Sa peau est parsemée de tatouages. Trente d’entre eux font référence à son mari qu’elle a tant aimé. Son visage, ses yeux, les mots d’amour qu’il lui écrivait sont gravés en elle.

Un amour hors norme né dans l’ombre d’une sombre affaire. C’est en 2013 que Katie découvre Dominique Cosme… dans une émission de faits divers. « J’adore les émissions de crimes, et puis un jour je me suis réveillée au son de sa voix, comme ça, d’un coup. Et là j’ai vu ce médecin avec la larme à l’œil. J’ai eu un gros boom », se souvient-elle. Touchée, elle lui écrit. Il lui répond.

Deux semaines plus tard ils se rencontrent, puis s’installent ensemble, se marient et ne se quittent plus. À l’époque, même innocenté, Dominique Cosme, médecin biologiste, traîne le poids d’une lourde accusation. Celle d’avoir assassiné son associé.

Un enfer judiciaire

Le 28 février 1998, à Nice, Pascal Vito, 49 ans, est retrouvé sans vie allongé sur son lit. L’enquête s’oriente d’abord vers un suicide, puis vers un accident, avec un passage pour Dominique Cosme devant le tribunal correctionnel pour « homicide involontaire ». L’incompétence de la juridiction est requise, car pour le procureur Ludovic Dupré, les faits relevés sont « de nature à entraîner une peine criminelle ». Dominique Cosme, médecin biologiste, est alors accusé d’avoir volontairement administré à la victime une dose létale d’Équanil, un anxiolytique interdit depuis, dans le but de bloquer la vente du laboratoire de la rue Gioffredo à Nice dont il détenait 75% des parts.

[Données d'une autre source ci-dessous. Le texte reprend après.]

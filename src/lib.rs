// Library exports for mailtriage crate
// This allows tests and other crates to use the modules

pub mod config;
pub mod error;
pub mod email;
pub mod gmail_client;
pub mod llm;
pub mod processor;
pub mod strategy;
pub mod common;
pub mod normalizer;
pub mod source;
pub mod wire;

// Re-export commonly used items
pub use common::{Email, ProcessingSummary};
pub use normalizer::normalize;
pub use source::MailSource;
pub use wire::RawMessage;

Et dans lequel, Pascal Vito jouait le financier sans que son nom n’apparaisse dans les statuts de la société, ni qu’il n’en détienne la moindre part. Par discrétion fiscale dit-on. L’information judiciaire est clôturée en octobre 2007.

Le 29 juin 2009, Dominique Cosme assisté de ses avocats, Maîtres Pascal Klein et Gérard Baudoux, comparait devant la cour d’assises des Alpes-Maritimes. Après cinq jours d’un procès mouvementé et très médiatisé, le verdict tombe: Cosme est acquitté. Une décision probablement influencée par les réquisitions de l’avocat général Éric de Montgolfier, qui reconnaît publiquement ne pouvoir apporter la charge de la preuve. Il déclare: « Je suis entré dans cette enceinte convaincu de sa culpabilité. Aujourd’hui, je suis sûr de ne pas pouvoir la démontrer. Je ne sais pas s’il y a eu assassinat ou suicide. Quant à la dernière option, l’homicide par imprudence, je ne peux pas davantage prouver que l’accusé ait pris conscience du danger (en injectant par voie intraveineuse à son associé une dose d’équanil) ».

Un homme brisé

Pour Katie, le doute n’est pas permis. Dominique est innocent. « Il n’aurait pas fait de mal à une mouche. C’était un homme d’une sensibilité exceptionnelle, d’une extrême douceur », confie-t-elle. Elle souligne combien les 13 années de procédure l’ont profondément affecté. Même après son acquittement, Dominique restait hanté par cette affaire. « Il lui arrivait d’avoir le regard perdu. Je lui disais: “Arrête de ressasser le procès » ». Katie raconte que son mari se rendait fréquemment sur la tombe de Pascal Vito et fondait en larmes à chaque fois. Il parlait souvent de cet ami cher avec qui il avait des projets, selon la veuve. Des envies d’ailleurs.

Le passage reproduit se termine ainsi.